(Recorded information Opens)

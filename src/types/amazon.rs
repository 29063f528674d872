//! SP-API flavoured wire shapes for the Amazon AE mock.

use crate::db::models::{
    DbAmazonInventory, DbAmazonOrder, DbAmazonOrderItem, DbAmazonProduct, to_db_time,
};
use serde::Serialize;

/// SP-API money: amount rendered as a fixed two-decimal string.
#[derive(Debug, Clone, Serialize, PartialEq)]
#[serde(rename_all = "PascalCase")]
pub struct Money {
    pub currency_code: String,
    pub amount: String,
}

impl Money {
    pub fn new(currency: &str, amount: f64) -> Self {
        Self {
            currency_code: currency.to_string(),
            amount: format!("{amount:.2}"),
        }
    }
}

#[derive(Debug, Clone, Serialize, PartialEq)]
#[serde(rename_all = "camelCase")]
pub struct ListPrice {
    pub amount: f64,
    pub currency_code: String,
}

#[derive(Debug, Clone, Serialize, PartialEq)]
#[serde(rename_all = "camelCase")]
pub struct CatalogItem {
    pub asin: String,
    pub sku: String,
    pub title: String,
    pub description: String,
    pub brand: String,
    pub category: String,
    pub list_price: ListPrice,
    pub quantity: i64,
    pub image_url: String,
    pub status: String,
}

impl From<DbAmazonProduct> for CatalogItem {
    fn from(p: DbAmazonProduct) -> Self {
        Self {
            asin: p.asin,
            sku: p.sku,
            title: p.title,
            description: p.description,
            brand: p.brand,
            category: p.category,
            list_price: ListPrice {
                amount: p.price,
                currency_code: p.currency,
            },
            quantity: p.quantity,
            image_url: p.image_url,
            status: p.status,
        }
    }
}

#[derive(Debug, Clone, Serialize, PartialEq)]
#[serde(rename_all = "PascalCase")]
pub struct BuyerInfo {
    pub buyer_email: String,
    pub buyer_name: String,
}

#[derive(Debug, Clone, Serialize, PartialEq)]
#[serde(rename_all = "PascalCase")]
pub struct Order {
    pub amazon_order_id: String,
    pub purchase_date: String,
    pub last_update_date: String,
    pub order_status: String,
    pub fulfillment_channel: String,
    pub sales_channel: String,
    pub order_total: Money,
    pub number_of_items_shipped: i64,
    pub number_of_items_unshipped: i64,
    pub payment_method: String,
    pub marketplace_id: String,
    pub buyer_info: BuyerInfo,
    pub ship_service_level: String,
    pub earliest_ship_date: Option<String>,
    pub latest_ship_date: Option<String>,
}

impl From<DbAmazonOrder> for Order {
    fn from(o: DbAmazonOrder) -> Self {
        Self {
            order_total: Money::new(&o.order_total_currency, o.order_total_amount),
            purchase_date: to_db_time(&o.purchase_date),
            last_update_date: to_db_time(&o.updated_at),
            earliest_ship_date: o.earliest_ship_date.as_ref().map(to_db_time),
            latest_ship_date: o.latest_ship_date.as_ref().map(to_db_time),
            amazon_order_id: o.amazon_order_id,
            order_status: o.order_status,
            fulfillment_channel: o.fulfillment_channel,
            sales_channel: o.sales_channel,
            number_of_items_shipped: o.number_of_items_shipped,
            number_of_items_unshipped: o.number_of_items_unshipped,
            payment_method: o.payment_method,
            marketplace_id: o.marketplace_id,
            buyer_info: BuyerInfo {
                buyer_email: o.buyer_email,
                buyer_name: o.buyer_name,
            },
            ship_service_level: o.ship_service_level,
        }
    }
}

#[derive(Debug, Clone, Serialize, PartialEq)]
#[serde(rename_all = "PascalCase")]
pub struct OrderItem {
    #[serde(rename = "ASIN")]
    pub asin: String,
    #[serde(rename = "SellerSKU")]
    pub seller_sku: String,
    pub order_item_id: String,
    pub title: String,
    pub quantity_ordered: i64,
    pub quantity_shipped: i64,
    pub item_price: Money,
    pub shipping_price: Money,
    pub item_tax: Money,
    pub promotion_discount: Money,
    pub condition_id: String,
    pub is_gift: bool,
}

impl From<DbAmazonOrderItem> for OrderItem {
    fn from(i: DbAmazonOrderItem) -> Self {
        let currency = i.item_price_currency.as_str();
        Self {
            item_price: Money::new(currency, i.item_price_amount),
            shipping_price: Money::new(currency, i.shipping_price_amount),
            item_tax: Money::new(currency, i.item_tax_amount),
            promotion_discount: Money::new(currency, i.promotion_discount_amount),
            asin: i.asin,
            seller_sku: i.sku,
            order_item_id: i.order_item_id,
            title: i.title,
            quantity_ordered: i.quantity_ordered,
            quantity_shipped: i.quantity_shipped,
            condition_id: i.condition_id,
            is_gift: i.is_gift,
        }
    }
}

#[derive(Debug, Clone, Serialize, PartialEq)]
#[serde(rename_all = "camelCase")]
pub struct ReservedQuantity {
    pub total_reserved_quantity: i64,
}

#[derive(Debug, Clone, Serialize, PartialEq)]
#[serde(rename_all = "camelCase")]
pub struct InventoryDetails {
    pub fulfillable_quantity: i64,
    pub inbound_receiving_quantity: i64,
    pub reserved_quantity: ReservedQuantity,
}

#[derive(Debug, Clone, Serialize, PartialEq)]
#[serde(rename_all = "camelCase")]
pub struct InventorySummary {
    pub asin: String,
    pub fn_sku: String,
    pub seller_sku: String,
    pub condition: String,
    pub inventory_details: InventoryDetails,
    pub last_updated_time: String,
    pub product_name: String,
    pub total_quantity: i64,
}

impl From<DbAmazonInventory> for InventorySummary {
    fn from(i: DbAmazonInventory) -> Self {
        Self {
            last_updated_time: to_db_time(&i.last_updated_time),
            asin: i.asin,
            fn_sku: i.fn_sku,
            seller_sku: i.sku,
            condition: i.condition,
            inventory_details: InventoryDetails {
                fulfillable_quantity: i.available_quantity,
                inbound_receiving_quantity: i.pending_quantity,
                reserved_quantity: ReservedQuantity {
                    total_reserved_quantity: i.reserved_quantity,
                },
            },
            product_name: i.product_name,
            total_quantity: i.total_quantity,
        }
    }
}

/// Every SP-API response wraps its body in `payload`.
#[derive(Debug, Serialize)]
pub struct Envelope<T> {
    pub payload: T,
}

#[derive(Debug, Serialize)]
#[serde(rename_all = "PascalCase")]
pub struct CatalogItemsPayload {
    pub items: Vec<CatalogItem>,
    pub number_of_results: u64,
    pub next_token: Option<String>,
}

#[derive(Debug, Serialize)]
#[serde(rename_all = "PascalCase")]
pub struct OrdersPayload {
    pub orders: Vec<Order>,
    pub next_token: Option<String>,
    pub last_updated_before: String,
}

#[derive(Debug, Serialize)]
#[serde(rename_all = "PascalCase")]
pub struct OrderItemsPayload {
    pub amazon_order_id: String,
    pub order_items: Vec<OrderItem>,
    pub next_token: Option<String>,
}

#[derive(Debug, Serialize)]
#[serde(rename_all = "camelCase")]
pub struct InventoryPayload {
    pub inventory_summaries: Vec<InventorySummary>,
    pub next_token: Option<String>,
}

(Recorded information Closes)

• Action item
Copy each line above where "DbAmazonOrderItem" appears.

• Response below
    DbAmazonInventory, DbAmazonOrder, DbAmazonOrderItem, DbAmazonProduct, to_db_time,
impl From<DbAmazonOrderItem> for OrderItem {
    fn from(i: DbAmazonOrderItem) -> Self {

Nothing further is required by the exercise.